» **REQUIRED ACTION**
For the material that follows, list every line containing the word "first".

» **DATA RECORDS**

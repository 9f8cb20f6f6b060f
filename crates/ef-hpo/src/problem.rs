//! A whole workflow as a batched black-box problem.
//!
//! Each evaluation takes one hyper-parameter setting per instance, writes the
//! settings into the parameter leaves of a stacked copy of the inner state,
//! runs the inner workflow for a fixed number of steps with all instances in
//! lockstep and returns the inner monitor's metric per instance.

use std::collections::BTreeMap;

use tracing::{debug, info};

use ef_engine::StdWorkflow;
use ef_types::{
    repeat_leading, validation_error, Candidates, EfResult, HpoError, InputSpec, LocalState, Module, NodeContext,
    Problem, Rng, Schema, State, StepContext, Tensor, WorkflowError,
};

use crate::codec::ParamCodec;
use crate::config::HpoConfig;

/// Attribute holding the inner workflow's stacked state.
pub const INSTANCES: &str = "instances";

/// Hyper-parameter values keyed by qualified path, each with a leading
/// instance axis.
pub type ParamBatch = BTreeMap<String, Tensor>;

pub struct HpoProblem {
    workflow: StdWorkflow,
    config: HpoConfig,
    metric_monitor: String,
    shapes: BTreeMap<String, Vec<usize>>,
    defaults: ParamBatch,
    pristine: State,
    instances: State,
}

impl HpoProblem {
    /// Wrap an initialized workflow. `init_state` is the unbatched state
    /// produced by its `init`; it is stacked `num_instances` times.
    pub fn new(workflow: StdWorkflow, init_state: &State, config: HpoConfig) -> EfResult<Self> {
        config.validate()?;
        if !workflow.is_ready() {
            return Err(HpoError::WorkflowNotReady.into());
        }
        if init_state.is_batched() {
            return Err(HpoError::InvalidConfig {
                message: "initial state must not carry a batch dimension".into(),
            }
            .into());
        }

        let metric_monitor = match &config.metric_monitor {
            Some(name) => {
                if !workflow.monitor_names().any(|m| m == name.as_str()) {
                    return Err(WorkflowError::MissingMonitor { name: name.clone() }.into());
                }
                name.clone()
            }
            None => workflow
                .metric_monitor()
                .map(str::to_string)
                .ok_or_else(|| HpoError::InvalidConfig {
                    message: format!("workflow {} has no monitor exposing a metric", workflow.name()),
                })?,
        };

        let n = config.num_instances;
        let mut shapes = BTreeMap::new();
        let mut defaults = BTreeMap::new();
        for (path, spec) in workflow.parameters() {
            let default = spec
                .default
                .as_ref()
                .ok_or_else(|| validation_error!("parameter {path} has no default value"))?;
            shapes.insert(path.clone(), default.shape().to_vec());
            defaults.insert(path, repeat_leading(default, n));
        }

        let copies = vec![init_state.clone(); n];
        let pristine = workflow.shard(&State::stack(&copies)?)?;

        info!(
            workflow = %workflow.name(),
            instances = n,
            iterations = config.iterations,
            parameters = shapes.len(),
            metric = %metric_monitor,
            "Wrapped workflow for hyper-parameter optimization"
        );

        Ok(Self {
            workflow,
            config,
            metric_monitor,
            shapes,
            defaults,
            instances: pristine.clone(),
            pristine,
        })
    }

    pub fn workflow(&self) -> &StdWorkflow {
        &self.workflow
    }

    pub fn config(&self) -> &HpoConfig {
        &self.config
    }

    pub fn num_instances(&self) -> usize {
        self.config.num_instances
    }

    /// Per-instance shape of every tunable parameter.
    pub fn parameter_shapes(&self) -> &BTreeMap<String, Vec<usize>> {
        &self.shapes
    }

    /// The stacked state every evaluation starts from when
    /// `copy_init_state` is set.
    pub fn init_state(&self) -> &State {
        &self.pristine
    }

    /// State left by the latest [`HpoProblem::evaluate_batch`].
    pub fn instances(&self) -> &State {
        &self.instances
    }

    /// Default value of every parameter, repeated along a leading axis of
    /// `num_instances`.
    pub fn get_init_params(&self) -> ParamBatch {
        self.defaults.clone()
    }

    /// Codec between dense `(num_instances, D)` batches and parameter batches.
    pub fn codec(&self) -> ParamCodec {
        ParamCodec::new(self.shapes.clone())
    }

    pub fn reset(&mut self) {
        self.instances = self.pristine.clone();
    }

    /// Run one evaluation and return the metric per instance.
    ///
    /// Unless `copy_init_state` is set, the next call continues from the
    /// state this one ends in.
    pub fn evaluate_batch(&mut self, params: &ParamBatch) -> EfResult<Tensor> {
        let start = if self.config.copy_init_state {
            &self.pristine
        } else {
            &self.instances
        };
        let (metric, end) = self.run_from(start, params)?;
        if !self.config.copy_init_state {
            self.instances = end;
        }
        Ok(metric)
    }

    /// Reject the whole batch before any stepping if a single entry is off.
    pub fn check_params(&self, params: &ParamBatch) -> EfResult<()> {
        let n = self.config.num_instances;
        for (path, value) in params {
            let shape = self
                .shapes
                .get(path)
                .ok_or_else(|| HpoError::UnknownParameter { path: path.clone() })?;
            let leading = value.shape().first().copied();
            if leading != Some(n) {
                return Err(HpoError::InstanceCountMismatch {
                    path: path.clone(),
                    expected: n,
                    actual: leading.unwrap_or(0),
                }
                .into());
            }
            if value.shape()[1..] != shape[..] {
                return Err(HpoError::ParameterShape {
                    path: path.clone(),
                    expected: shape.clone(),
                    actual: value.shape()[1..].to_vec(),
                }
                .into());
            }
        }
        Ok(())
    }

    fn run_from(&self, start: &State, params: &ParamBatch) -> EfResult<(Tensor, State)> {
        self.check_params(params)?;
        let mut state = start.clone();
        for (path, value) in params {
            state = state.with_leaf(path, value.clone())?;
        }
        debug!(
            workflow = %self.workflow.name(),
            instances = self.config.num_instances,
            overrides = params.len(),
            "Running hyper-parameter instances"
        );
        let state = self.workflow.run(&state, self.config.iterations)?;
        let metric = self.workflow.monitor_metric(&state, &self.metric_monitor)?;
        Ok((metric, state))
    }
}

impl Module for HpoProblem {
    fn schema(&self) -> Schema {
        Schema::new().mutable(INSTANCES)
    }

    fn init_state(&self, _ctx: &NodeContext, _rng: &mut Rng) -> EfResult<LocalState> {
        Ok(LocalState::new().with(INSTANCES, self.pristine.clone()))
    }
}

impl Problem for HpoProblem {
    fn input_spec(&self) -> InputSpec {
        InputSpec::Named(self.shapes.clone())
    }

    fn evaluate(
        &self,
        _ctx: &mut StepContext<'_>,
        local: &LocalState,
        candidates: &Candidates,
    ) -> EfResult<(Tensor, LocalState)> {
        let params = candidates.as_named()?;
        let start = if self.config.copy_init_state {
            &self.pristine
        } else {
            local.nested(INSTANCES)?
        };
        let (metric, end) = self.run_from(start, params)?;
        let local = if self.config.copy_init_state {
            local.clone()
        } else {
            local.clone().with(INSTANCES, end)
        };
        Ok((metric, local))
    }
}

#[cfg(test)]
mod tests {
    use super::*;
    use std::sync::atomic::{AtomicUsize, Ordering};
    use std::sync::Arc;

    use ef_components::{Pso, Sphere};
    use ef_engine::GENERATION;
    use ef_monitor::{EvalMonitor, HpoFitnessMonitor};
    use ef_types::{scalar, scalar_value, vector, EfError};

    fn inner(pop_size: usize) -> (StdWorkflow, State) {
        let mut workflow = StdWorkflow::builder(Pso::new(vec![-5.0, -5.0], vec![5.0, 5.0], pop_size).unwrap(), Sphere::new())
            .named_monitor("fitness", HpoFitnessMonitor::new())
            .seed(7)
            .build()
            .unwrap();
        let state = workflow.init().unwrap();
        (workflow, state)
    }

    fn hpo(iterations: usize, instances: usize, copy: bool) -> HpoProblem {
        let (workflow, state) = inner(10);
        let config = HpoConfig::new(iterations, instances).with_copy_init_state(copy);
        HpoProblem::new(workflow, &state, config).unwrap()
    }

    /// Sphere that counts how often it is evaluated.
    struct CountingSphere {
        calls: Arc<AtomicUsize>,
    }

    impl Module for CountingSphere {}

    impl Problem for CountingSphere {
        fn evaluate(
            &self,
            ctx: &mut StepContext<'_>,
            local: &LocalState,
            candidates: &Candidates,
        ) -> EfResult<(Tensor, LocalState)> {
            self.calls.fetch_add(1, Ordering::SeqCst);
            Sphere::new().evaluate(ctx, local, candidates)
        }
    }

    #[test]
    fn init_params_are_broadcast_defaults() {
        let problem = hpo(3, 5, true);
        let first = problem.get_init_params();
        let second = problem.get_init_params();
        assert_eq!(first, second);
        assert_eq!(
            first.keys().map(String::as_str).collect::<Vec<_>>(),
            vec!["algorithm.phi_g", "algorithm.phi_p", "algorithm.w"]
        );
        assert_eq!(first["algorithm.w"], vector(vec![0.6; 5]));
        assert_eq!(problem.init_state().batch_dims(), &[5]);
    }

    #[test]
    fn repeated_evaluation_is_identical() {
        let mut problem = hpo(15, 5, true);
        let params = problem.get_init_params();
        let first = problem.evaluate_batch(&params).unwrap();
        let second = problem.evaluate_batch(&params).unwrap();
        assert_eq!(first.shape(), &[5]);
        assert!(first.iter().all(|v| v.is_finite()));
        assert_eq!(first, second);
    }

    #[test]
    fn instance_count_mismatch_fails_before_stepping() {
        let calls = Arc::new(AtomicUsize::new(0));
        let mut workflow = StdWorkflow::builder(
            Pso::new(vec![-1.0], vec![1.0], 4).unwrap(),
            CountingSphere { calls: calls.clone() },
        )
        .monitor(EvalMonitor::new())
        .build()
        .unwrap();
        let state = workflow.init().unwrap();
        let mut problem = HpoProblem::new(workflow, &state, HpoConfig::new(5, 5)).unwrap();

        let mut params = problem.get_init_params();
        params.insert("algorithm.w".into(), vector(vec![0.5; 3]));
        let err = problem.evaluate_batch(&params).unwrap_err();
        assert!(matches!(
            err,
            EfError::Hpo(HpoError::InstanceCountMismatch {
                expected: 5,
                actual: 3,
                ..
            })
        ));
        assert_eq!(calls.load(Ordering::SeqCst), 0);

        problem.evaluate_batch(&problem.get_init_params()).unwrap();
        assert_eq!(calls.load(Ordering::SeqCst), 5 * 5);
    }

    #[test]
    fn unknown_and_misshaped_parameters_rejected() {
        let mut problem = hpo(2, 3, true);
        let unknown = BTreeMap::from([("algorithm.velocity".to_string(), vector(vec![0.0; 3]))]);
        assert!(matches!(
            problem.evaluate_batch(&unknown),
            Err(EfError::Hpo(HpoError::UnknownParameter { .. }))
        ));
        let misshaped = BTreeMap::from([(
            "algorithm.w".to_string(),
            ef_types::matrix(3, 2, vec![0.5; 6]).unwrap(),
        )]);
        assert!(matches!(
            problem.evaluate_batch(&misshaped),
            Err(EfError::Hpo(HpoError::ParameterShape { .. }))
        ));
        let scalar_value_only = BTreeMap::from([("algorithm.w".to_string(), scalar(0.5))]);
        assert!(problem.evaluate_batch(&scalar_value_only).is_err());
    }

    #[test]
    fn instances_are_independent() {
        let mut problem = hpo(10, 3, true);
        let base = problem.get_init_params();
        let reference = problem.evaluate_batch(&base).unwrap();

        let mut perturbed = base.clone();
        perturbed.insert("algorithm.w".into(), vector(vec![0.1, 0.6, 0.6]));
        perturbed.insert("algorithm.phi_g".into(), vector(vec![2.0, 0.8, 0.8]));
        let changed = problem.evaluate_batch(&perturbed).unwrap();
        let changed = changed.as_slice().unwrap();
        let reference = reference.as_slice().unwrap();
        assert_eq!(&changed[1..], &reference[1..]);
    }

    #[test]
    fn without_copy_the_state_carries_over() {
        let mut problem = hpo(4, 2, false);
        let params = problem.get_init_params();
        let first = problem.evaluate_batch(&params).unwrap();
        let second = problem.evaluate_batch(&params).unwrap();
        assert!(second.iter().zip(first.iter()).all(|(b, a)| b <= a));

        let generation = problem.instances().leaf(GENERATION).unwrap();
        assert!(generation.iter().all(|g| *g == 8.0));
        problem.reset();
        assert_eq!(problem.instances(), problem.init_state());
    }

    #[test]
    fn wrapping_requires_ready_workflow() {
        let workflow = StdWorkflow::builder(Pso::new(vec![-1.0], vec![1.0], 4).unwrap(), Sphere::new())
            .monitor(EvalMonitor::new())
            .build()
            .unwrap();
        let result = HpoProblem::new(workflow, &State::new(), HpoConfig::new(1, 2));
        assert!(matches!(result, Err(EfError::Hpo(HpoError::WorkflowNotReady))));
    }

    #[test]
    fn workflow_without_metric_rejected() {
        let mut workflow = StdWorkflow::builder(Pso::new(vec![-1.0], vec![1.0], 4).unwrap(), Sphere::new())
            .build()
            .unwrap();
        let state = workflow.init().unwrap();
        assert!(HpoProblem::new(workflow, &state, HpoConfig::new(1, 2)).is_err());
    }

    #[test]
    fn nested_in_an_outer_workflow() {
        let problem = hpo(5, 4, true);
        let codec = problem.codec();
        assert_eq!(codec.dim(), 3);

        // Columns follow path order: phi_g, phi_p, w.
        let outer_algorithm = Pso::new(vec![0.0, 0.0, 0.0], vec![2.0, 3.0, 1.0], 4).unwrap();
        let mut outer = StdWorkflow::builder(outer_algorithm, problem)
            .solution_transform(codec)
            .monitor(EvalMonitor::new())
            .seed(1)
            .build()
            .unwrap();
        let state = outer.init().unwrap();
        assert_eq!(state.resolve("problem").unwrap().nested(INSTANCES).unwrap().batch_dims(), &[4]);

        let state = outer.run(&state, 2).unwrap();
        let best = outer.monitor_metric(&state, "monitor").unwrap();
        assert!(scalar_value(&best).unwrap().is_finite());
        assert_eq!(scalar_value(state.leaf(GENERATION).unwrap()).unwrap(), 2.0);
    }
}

» **EXERCISE ANSWER**
            let leading = value.shape().first().copied();
        let first = problem.get_init_params();
        assert_eq!(first, second);
            first.keys().map(String::as_str).collect::<Vec<_>>(),
        assert_eq!(first["algorithm.w"], vector(vec![0.6; 5]));
        let first = problem.evaluate_batch(&params).unwrap();
        assert_eq!(first.shape(), &[5]);
        assert!(first.iter().all(|v| v.is_finite()));
        assert_eq!(first, second);
        let first = problem.evaluate_batch(&params).unwrap();
        assert!(second.iter().zip(first.iter()).all(|(b, a)| b <= a));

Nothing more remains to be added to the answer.